E aí começou: tapas firmes na bunda, daqueles que ardem gostoso e deixam a pele vermelha, intercalando com puxões no cabelo que me faziam arquear as costas ainda mais. Cada tapa ecoava no quarto, me fazendo gemer e pedir mais, enquanto ele me xingava baixinho:
— Sua putinha safada, rebola pra mim, vai, putinha! — eu respondia rebolando, provocando.
Aí ele meteu devagar no começo, sentindo cada centímetro entrar, me preenchendo toda. E logo passou a acelerar, socando forte, com as mãos apertando minha bunda, puxando meu cabelo pra trás pra me beijar o pescoço. Cada estocada era profunda, ritmada, me deixando louca, gemendo alto e pedindo pra ele ir mais fundo, mais rápido.
— Me fode, vai, fode sua putinha! — eu pedia, quase implorando, com a voz rouca de tanto gemer, e ele obedecia na hora, socando mais forte, mais fundo. Xingando de volta baixinho no meu ouvido, chamando de vadia, de puta dele, enquanto os tapas continuavam na minha bunda, cada um deixando uma marca quente que misturava dor e prazer num ritmo alucinante que me levava ao delírio. Meu corpo todo tremia descontrolado, as pernas fraquejando enquanto eu gozava de novo em ondas intensas que pareciam não acabar
— Vou gozar dentro de você, sua puta — ele grunhiu, apertando minha cintura com força, e aí veio, gozando quente e forte dentro de mim enquanto gemia alto.

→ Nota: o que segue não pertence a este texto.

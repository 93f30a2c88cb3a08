//! Error types for the digit recognition pipeline.
//!
//! This module defines the error types that can occur between a stroke release
//! and a rendered prediction, including preprocessing errors, inference errors,
//! and the two recoverable user-facing conditions (model not yet loaded, blank
//! canvas). It also provides utility functions for creating these errors with
//! appropriate context.

use thiserror::Error;

/// Enum representing different stages of preprocessing in the pipeline.
///
/// This enum is used to identify which stage of the pipeline an error occurred in.
#[derive(Debug, Clone, Copy, PartialEq)]
pub enum ProcessingStage {
    /// Error occurred while reading pixel data off the drawing surface.
    Extraction,
    /// Error occurred during bounding-box detection or cropping.
    Crop,
    /// Error occurred during nearest-neighbor resampling.
    Resize,
    /// Error occurred during tensor construction.
    TensorOperation,
    /// Generic processing error.
    Generic,
}

impl std::fmt::Display for ProcessingStage {
    fn fmt(&self, f: &mut std::fmt::Formatter<'_>) -> std::fmt::Result {
        match self {
            ProcessingStage::Extraction => write!(f, "pixel extraction"),
            ProcessingStage::Crop => write!(f, "crop"),
            ProcessingStage::Resize => write!(f, "resize"),
            ProcessingStage::TensorOperation => write!(f, "tensor operation"),
            ProcessingStage::Generic => write!(f, "processing"),
        }
    }
}

/// Enum representing the errors that can occur in the recognition pipeline.
///
/// The first two variants are expected user-facing conditions: both are
/// recoverable locally by clearing the result display and letting the user
/// keep drawing. The rest are genuine faults in preprocessing, configuration,
/// or the inference runtime.
#[derive(Error, Debug)]
pub enum PredictError {
    /// Predict was attempted before the model finished loading.
    #[error("model not ready: prediction attempted before load completed")]
    ModelNotReady,

    /// No ink pixel was found on the canvas; the bounding box is degenerate.
    #[error("empty canvas: no ink detected")]
    EmptyCanvas,

    /// The inference call itself failed.
    #[error("inference")]
    Inference(#[source] Box<dyn std::error::Error + Send + Sync>),

    /// Error occurred during preprocessing.
    #[error("{stage} failed: {context}")]
    Processing {
        /// The stage of preprocessing where the error occurred.
        stage: ProcessingStage,
        /// Additional context about the error.
        context: String,
        /// The underlying error that caused this error.
        #[source]
        source: Box<dyn std::error::Error + Send + Sync>,
    },

    /// Error indicating invalid input.
    #[error("invalid input: {message}")]
    InvalidInput {
        /// A message describing the invalid input.
        message: String,
    },

    /// Error indicating a configuration problem.
    #[error("configuration: {message}")]
    ConfigError {
        /// A message describing the configuration error.
        message: String,
    },

    /// Error from the ONNX Runtime session.
    #[error(transparent)]
    Session(#[from] ort::Error),

    /// Error from tensor shape operations.
    #[error("tensor operation")]
    Tensor(#[from] ndarray::ShapeError),

    /// IO error.
    #[error("io")]
    Io(#[from] std::io::Error),
}

impl PredictError {
    /// Creates a PredictError for a failed preprocessing operation.
    ///
    /// # Arguments
    ///
    /// * `stage` - The stage of preprocessing where the error occurred.
    /// * `context` - Additional context about the error.
    /// * `error` - The underlying error that caused this error.
    pub fn processing(
        stage: ProcessingStage,
        context: &str,
        error: impl std::error::Error + Send + Sync + 'static,
    ) -> Self {
        Self::Processing {
            stage,
            context: context.to_string(),
            source: Box::new(error),
        }
    }

    /// Creates a PredictError for a failed inference call.
    ///
    /// # Arguments
    ///
    /// * `error` - The underlying error that caused this error.
    pub fn inference(error: impl std::error::Error + Send + Sync + 'static) -> Self {
        Self::Inference(Box::new(error))
    }

    /// Creates a PredictError for invalid input.
    ///
    /// # Arguments
    ///
    /// * `message` - A message describing the invalid input.
    pub fn invalid_input(message: impl Into<String>) -> Self {
        Self::InvalidInput {
            message: message.into(),
        }
    }

    /// Creates a PredictError for configuration errors.
    ///
    /// # Arguments
    ///
    /// * `message` - A message describing the configuration error.
    pub fn config(message: impl Into<String>) -> Self {
        Self::ConfigError {
            message: message.into(),
        }
    }

    /// Creates a PredictError for validation errors with field context.
    ///
    /// # Arguments
    ///
    /// * `component` - The component where the error occurred.
    /// * `field` - The field that failed validation.
    /// * `expected` - The expected value.
    /// * `actual` - The actual value.
    pub fn validation(component: &str, field: &str, expected: &str, actual: &str) -> Self {
        Self::InvalidInput {
            message: format!(
                "Validation failed in {}: field '{}' expected {}, but got '{}'",
                component, field, expected, actual
            ),
        }
    }

    /// Returns true for the conditions a drawing session recovers from by
    /// clearing the display and letting the user keep drawing.
    pub fn is_recoverable(&self) -> bool {
        matches!(self, Self::ModelNotReady | Self::EmptyCanvas)
    }
}

/// A simple string-backed error for wrapping plain messages as error sources.
#[derive(Debug)]
pub struct SimpleError {
    message: String,
}

impl SimpleError {
    /// Creates a new SimpleError with the given message.
    pub fn new(message: impl Into<String>) -> Self {
        Self {
            message: message.into(),
        }
    }
}

impl std::fmt::Display for SimpleError {
    fn fmt(&self, f: &mut std::fmt::Formatter<'_>) -> std::fmt::Result {
        write!(f, "{}", self.message)
    }
}

impl std::error::Error for SimpleError {}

Depois de tudo isso, eu levantei devagar, ainda com as pernas tremendo um pouquinho, e fui encher a banheira. Mandei o Lucas abrir um espumante que tinha ali na suíte. Ele riu, me deu um beijinho fofo na testa, e foi pegar a garrafa, trazendo também duas taças pra gente brindar.
A banheira encheu com aquela água quentinha, e eu taquei um monte de espuma de banho do potinho que tinha ali, fazendo uma montanha de bolhas. Sentamos ali juntinhos, eu encostada no peito dele, a espuma nos envolvendo. Ficamos nos beijando devagar, daqueles beijos preguiçosos e cheios de carinho, trocando toques suaves – eu passando a mão no rosto dele, ele acariciando minhas costas, enfiando os dedos no meu cabelo molhado. Ele ficou me olhando nos olhos, daqueles olhares que derretem a alma, e falando baixinho o quanto me ama, o quanto sou importante pra ele, tipo "Você é tudo pra mim, princesa". Eu ali no colo dele, derretendo toda, sentindo o coração dele batendo forte contra o meu, como se o mundo lá fora não existisse.
Confesso pra você: eu adoro sexo intenso, bem hardcore mesmo. Amo quando ele me bate, me xinga, me faz sentir aquela vadia selvagem na cama. Mas no fundo, eu também preciso de carinho, sabe? Preciso sentir que sou amada, que tem alguém que me vê além da putaria, que me cuida, me mima. É esse equilíbrio que me conquista: o fogo na cama e o afeto depois.